Y arrastra hacia la puerta a Elino, quien, presa del pánico, llora y se agarra de la ropa y los brazos del caballero tratando de resistirse. Bardoleán consigue desprenderse del muchacho y le da un fuerte empujón que lo envía al mismo umbral; y en ese momento se levanta al cielo una llamarada más alta que el campanario de la abadía y se escucha un ruido ensordecedor, como si una montaña entera se les desplomase encima, y una gran fuerza rechaza a Elino, que sale despedido hacia el centro del patio, derriba a Bardoleán y cae por fin, dando tumbos, entre unos macizos de boj.

Maldiciendo su suerte y a todos los santos del mundo, Bardoleán va a incorporarse para recobrar la espada, que le ha saltado de la mano con la sacudida, cuando avista de reojo una sombra que se le acerca.
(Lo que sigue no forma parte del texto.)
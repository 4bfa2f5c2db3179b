//! Polygon grouped-daily aggregates as a universe source.

use crate::domain::error::HftaError;
use crate::domain::universe::DailyAggregate;
use crate::ports::config_port::ConfigPort;
use crate::ports::universe_port::UniverseSource;
use async_trait::async_trait;
use chrono::NaiveDate;
use serde::Deserialize;
use std::time::Duration;

const BASE_URL: &str = "https://api.polygon.io/v2/aggs/grouped/locale/us/market/stocks";

#[derive(Debug, Deserialize)]
struct GroupedResponse {
    #[serde(default)]
    results: Option<Vec<DailyAggregate>>,
}

/// Rows from a grouped-daily payload. A missing or null `results` is empty.
pub fn parse_grouped(body: &str) -> Result<Vec<DailyAggregate>, HftaError> {
    let parsed: GroupedResponse = serde_json::from_str(body).map_err(|e| HftaError::MarketData {
        symbol: "*".into(),
        reason: format!("malformed grouped daily payload: {e}"),
    })?;
    Ok(parsed.results.unwrap_or_default())
}

pub struct PolygonUniverseSource {
    client: reqwest::Client,
    api_key: String,
    base_url: String,
}

impl PolygonUniverseSource {
    /// `[universe] api_key`, falling back to `POLYGON_API_KEY`.
    pub fn from_config(config: &dyn ConfigPort) -> Result<Self, HftaError> {
        let api_key = config
            .get_string("universe", "api_key")
            .or_else(|| std::env::var("POLYGON_API_KEY").ok())
            .filter(|k| !k.trim().is_empty())
            .ok_or_else(|| HftaError::ConfigMissing {
                section: "universe".into(),
                key: "api_key".into(),
            })?;
        let client = reqwest::Client::builder()
            .timeout(Duration::from_secs(5))
            .build()
            .map_err(|e| HftaError::MarketData {
                symbol: "*".into(),
                reason: e.to_string(),
            })?;
        Ok(Self {
            client,
            api_key,
            base_url: config
                .get_string("universe", "base_url")
                .unwrap_or_else(|| BASE_URL.to_string()),
        })
    }
}

#[async_trait]
impl UniverseSource for PolygonUniverseSource {
    async fn grouped_daily(&self, date: NaiveDate) -> Result<Vec<DailyAggregate>, HftaError> {
        let day = date.format("%Y-%m-%d").to_string();
        let fail = |reason: String| HftaError::MarketData {
            symbol: "*".into(),
            reason: format!("grouped daily {day}: {reason}"),
        };

        tracing::info!("Universe: requesting grouped daily data for {day}");
        let resp = self
            .client
            .get(format!("{}/{day}", self.base_url.trim_end_matches('/')))
            .query(&[("adjusted", "true"), ("apiKey", self.api_key.as_str())])
            .send()
            .await
            .map_err(|e| fail(e.to_string()))?;
        let status = resp.status();
        if !status.is_success() {
            return Err(fail(format!("HTTP {status}")));
        }
        let body = resp.text().await.map_err(|e| fail(e.to_string()))?;
        parse_grouped(&body)
    }
}

#[cfg(test)]
mod tests {
    use super::*;
    use crate::adapters::file_config_adapter::FileConfigAdapter;

    #[test]
    fn parses_results_with_missing_fields() {
        let body = r#"{"status":"OK","resultsCount":2,"results":[
            {"T":"AAPL","c":190.5,"v":5.0e7,"o":188.0},
            {"T":"XYZ"}
        ]}"#;
        let rows = parse_grouped(body).unwrap();
        assert_eq!(rows.len(), 2);
        assert_eq!(rows[0].symbol, "AAPL");
        assert!((rows[0].volume - 5.0e7).abs() < f64::EPSILON);
        assert_eq!(rows[1].close, 0.0);
    }

    #[test]
    fn null_results_are_empty() {
        assert!(parse_grouped(r#"{"status":"OK","results":null}"#).unwrap().is_empty());
        assert!(parse_grouped(r#"{"status":"OK"}"#).unwrap().is_empty());
        assert!(parse_grouped("not json").is_err());
    }

    #[test]
    fn from_config_reads_key() {
        let cfg = FileConfigAdapter::from_string("[universe]\napi_key = abc\n").unwrap();
        assert!(PolygonUniverseSource::from_config(&cfg).is_ok());
    }
}
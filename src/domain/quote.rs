//! Market data and account types shared by the engine and the backtester.

use chrono::{DateTime, NaiveDateTime};
use serde::{Deserialize, Serialize};
use std::fmt;
use std::str::FromStr;

#[derive(Debug, Clone, Copy, PartialEq, Eq, Hash, Serialize, Deserialize)]
#[serde(rename_all = "lowercase")]
pub enum Side {
    Buy,
    Sell,
}

impl Side {
    pub fn as_str(&self) -> &'static str {
        match self {
            Side::Buy => "buy",
            Side::Sell => "sell",
        }
    }
}

impl fmt::Display for Side {
    fn fmt(&self, f: &mut fmt::Formatter<'_>) -> fmt::Result {
        f.write_str(self.as_str())
    }
}

impl FromStr for Side {
    type Err = String;

    fn from_str(s: &str) -> Result<Self, Self::Err> {
        match s.trim().to_lowercase().as_str() {
            "buy" => Ok(Side::Buy),
            "sell" => Ok(Side::Sell),
            other => Err(format!("unknown side: {other}")),
        }
    }
}

#[derive(Debug, Clone, Copy, PartialEq, Eq, Serialize, Deserialize)]
#[serde(rename_all = "lowercase")]
pub enum OrderType {
    Limit,
    Market,
}

impl OrderType {
    pub fn as_str(&self) -> &'static str {
        match self {
            OrderType::Limit => "limit",
            OrderType::Market => "market",
        }
    }
}

impl fmt::Display for OrderType {
    fn fmt(&self, f: &mut fmt::Formatter<'_>) -> fmt::Result {
        f.write_str(self.as_str())
    }
}

impl FromStr for OrderType {
    type Err = String;

    fn from_str(s: &str) -> Result<Self, Self::Err> {
        match s.trim().to_lowercase().as_str() {
            "limit" => Ok(OrderType::Limit),
            "market" => Ok(OrderType::Market),
            other => Err(format!("unknown order type: {other}")),
        }
    }
}

/// A top-of-book quote. `symbol` is always stored uppercase.
#[derive(Debug, Clone, PartialEq, Serialize, Deserialize)]
pub struct Quote {
    pub symbol: String,
    pub security_id: String,
    pub bid: Option<f64>,
    pub ask: Option<f64>,
    pub last: Option<f64>,
    pub bid_size: Option<f64>,
    pub ask_size: Option<f64>,
    pub timestamp: Option<NaiveDateTime>,
}

impl Quote {
    /// Quote with only a bid/ask pair; `last` is left unset.
    pub fn with_bid_ask(symbol: &str, bid: f64, ask: f64) -> Self {
        let symbol = symbol.to_uppercase();
        Self {
            security_id: symbol.clone(),
            symbol,
            bid: Some(bid),
            ask: Some(ask),
            last: None,
            bid_size: None,
            ask_size: None,
            timestamp: None,
        }
    }

    pub fn mid(&self) -> Option<f64> {
        match (self.bid, self.ask) {
            (Some(b), Some(a)) => Some((b + a) / 2.0),
            _ => None,
        }
    }

    /// Mid when both sides are quoted, otherwise the last trade.
    pub fn mark_price(&self) -> Option<f64> {
        self.mid().or(self.last)
    }
}

#[derive(Debug, Clone, PartialEq, Serialize, Deserialize)]
pub struct PortfolioSnapshot {
    pub account_id: String,
    pub currency: String,
    pub net_worth: f64,
    pub cash_available: f64,
}

#[derive(Debug, Clone, PartialEq, Serialize, Deserialize)]
pub struct Holding {
    pub symbol: String,
    pub quantity: f64,
    pub avg_price: f64,
}

/// Parse the timestamp formats seen in quote feeds and CSV exports.
///
/// Offsets are converted to UTC and dropped.
pub fn parse_timestamp(value: &str) -> Option<NaiveDateTime> {
    let value = value.trim();
    if value.is_empty() {
        return None;
    }
    if let Ok(dt) = DateTime::parse_from_rfc3339(value) {
        return Some(dt.naive_utc());
    }
    if let Ok(dt) = DateTime::parse_from_str(value, "%Y-%m-%d %H:%M:%S%:z") {
        return Some(dt.naive_utc());
    }
    for fmt in [
        "%Y-%m-%dT%H:%M:%S%.f",
        "%Y-%m-%d %H:%M:%S%.f",
        "%Y-%m-%dT%H:%M:%S",
        "%Y-%m-%d %H:%M:%S",
    ] {
        if let Ok(dt) = NaiveDateTime::parse_from_str(value, fmt) {
            return Some(dt);
        }
    }
    None
}
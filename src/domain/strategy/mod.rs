//! Strategy trait and registry.
//!
//! Strategies are configured from `[strategy.<name>]` INI sections whose
//! `type` key selects the implementation.

pub mod market_maker;
pub mod trend_scalper;

use super::error::HftaError;
use super::order::OrderIntent;
use super::quote::Quote;
use crate::ports::config_port::ConfigPort;
use std::collections::BTreeMap;

pub use market_maker::MicroMarketMaker;
pub use trend_scalper::MicroTrendScalper;

pub const STRATEGY_SECTION_PREFIX: &str = "strategy.";

pub trait Strategy: Send {
    fn name(&self) -> &str;

    /// Registry key of the implementation, e.g. `micro_market_maker`.
    fn kind(&self) -> &'static str;

    fn symbol(&self) -> &str;

    fn set_symbol(&mut self, symbol: &str);

    fn on_quote(&mut self, quote: &Quote) -> Vec<OrderIntent>;

    /// Sync the strategy's view of its net position. Default is a no-op.
    fn sync_position(&mut self, _quantity: f64) {}

    /// Numeric tunables exposed to the parameter tuner.
    fn params(&self) -> BTreeMap<String, f64>;

    /// Set a tunable. Returns false for unknown keys or rejected values.
    fn set_param(&mut self, key: &str, value: f64) -> bool;
}

pub const STRATEGY_KINDS: &[&str] = &[MicroMarketMaker::KIND, MicroTrendScalper::KIND];

pub fn build_strategy(
    kind: &str,
    name: &str,
    config: &dyn ConfigPort,
    section: &str,
) -> Result<Box<dyn Strategy>, HftaError> {
    match kind.trim() {
        MicroMarketMaker::KIND => Ok(Box::new(MicroMarketMaker::from_config(
            name, config, section,
        )?)),
        MicroTrendScalper::KIND => Ok(Box::new(MicroTrendScalper::from_config(
            name, config, section,
        )?)),
        other => Err(HftaError::UnknownStrategy {
            name: name.to_string(),
            kind: other.to_string(),
        }),
    }
}

/// Build every strategy declared in a `[strategy.<name>]` section.
pub fn build_strategies(config: &dyn ConfigPort) -> Result<Vec<Box<dyn Strategy>>, HftaError> {
    let mut strategies = Vec::new();
    for section in config.sections() {
        let Some(name) = section.strip_prefix(STRATEGY_SECTION_PREFIX) else {
            continue;
        };
        let kind = config
            .get_string(&section, "type")
            .ok_or_else(|| HftaError::ConfigMissing {
                section: section.clone(),
                key: "type".into(),
            })?;
        tracing::debug!("Building strategy '{name}' of type '{kind}'");
        strategies.push(build_strategy(&kind, name, config, &section)?);
    }
    Ok(strategies)
}

pub(crate) fn required_symbol(
    config: &dyn ConfigPort,
    section: &str,
) -> Result<String, HftaError> {
    config
        .get_string(section, "symbol")
        .map(|s| s.trim().to_uppercase())
        .filter(|s| !s.is_empty())
        .ok_or_else(|| HftaError::ConfigMissing {
            section: section.to_string(),
            key: "symbol".into(),
        })
}

#[cfg(test)]
mod tests {
    use super::*;
    use crate::adapters::file_config_adapter::FileConfigAdapter;

    #[test]
    fn builds_all_declared_strategies() {
        let config = FileConfigAdapter::from_string(
            r#"
[engine]
symbols = AAPL

[strategy.mm_AAPL]
type = micro_market_maker
symbol = aapl

[strategy.trend_MSFT]
type = micro_trend_scalper
symbol = MSFT
short_window = 3
long_window = 6
"#,
        )
        .unwrap();
        let strategies = build_strategies(&config).unwrap();
        assert_eq!(strategies.len(), 2);
        assert_eq!(strategies[0].name(), "mm_AAPL");
        assert_eq!(strategies[0].kind(), "micro_market_maker");
        assert_eq!(strategies[0].symbol(), "AAPL");
        assert_eq!(strategies[1].name(), "trend_MSFT");
        assert_eq!(strategies[1].params()["long_window"], 6.0);
    }

    #[test]
    fn unknown_kind_is_rejected() {
        let config =
            FileConfigAdapter::from_string("[strategy.x]\ntype = grid\nsymbol = AAPL\n").unwrap();
        match build_strategies(&config) {
            Err(HftaError::UnknownStrategy { name, kind }) => {
                assert_eq!(name, "x");
                assert_eq!(kind, "grid");
            }
            Err(other) => panic!("expected UnknownStrategy, got: {other}"),
            Ok(_) => panic!("expected error"),
        }
    }

    #[test]
    fn missing_type_is_config_error() {
        let config = FileConfigAdapter::from_string("[strategy.x]\nsymbol = AAPL\n").unwrap();
        assert!(matches!(
            build_strategies(&config),
            Err(HftaError::ConfigMissing { .. })
        ));
    }

    #[test]
    fn missing_symbol_is_config_error() {
        let config =
            FileConfigAdapter::from_string("[strategy.x]\ntype = micro_market_maker\n").unwrap();
        match build_strategies(&config) {
            Err(HftaError::ConfigMissing { section, key }) => {
                assert_eq!(section, "strategy.x");
                assert_eq!(key, "symbol");
            }
            Err(other) => panic!("expected ConfigMissing, got: {other}"),
            Ok(_) => panic!("expected error"),
        }
    }
}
Rueda veloz a un lado, y es justo a tiempo, porque ya las cuatro puntas de hierro de una horca se clavan en tierra a un palmo de su cabeza. Quien le ataca es Lusconi, el muy traidor. El monje alza de nuevo la horca, pero Bardoleán, afirmándose sobre los codos, le arrea en plena cara una coz poderosa que le deja sin sentido. Se levanta, empuña la espada, y antes de que el monje tenga tiempo de volver en sí, la descarga con todas sus fuerzas en el rostro marcado de viruelas, que se parte en dos como una nuez.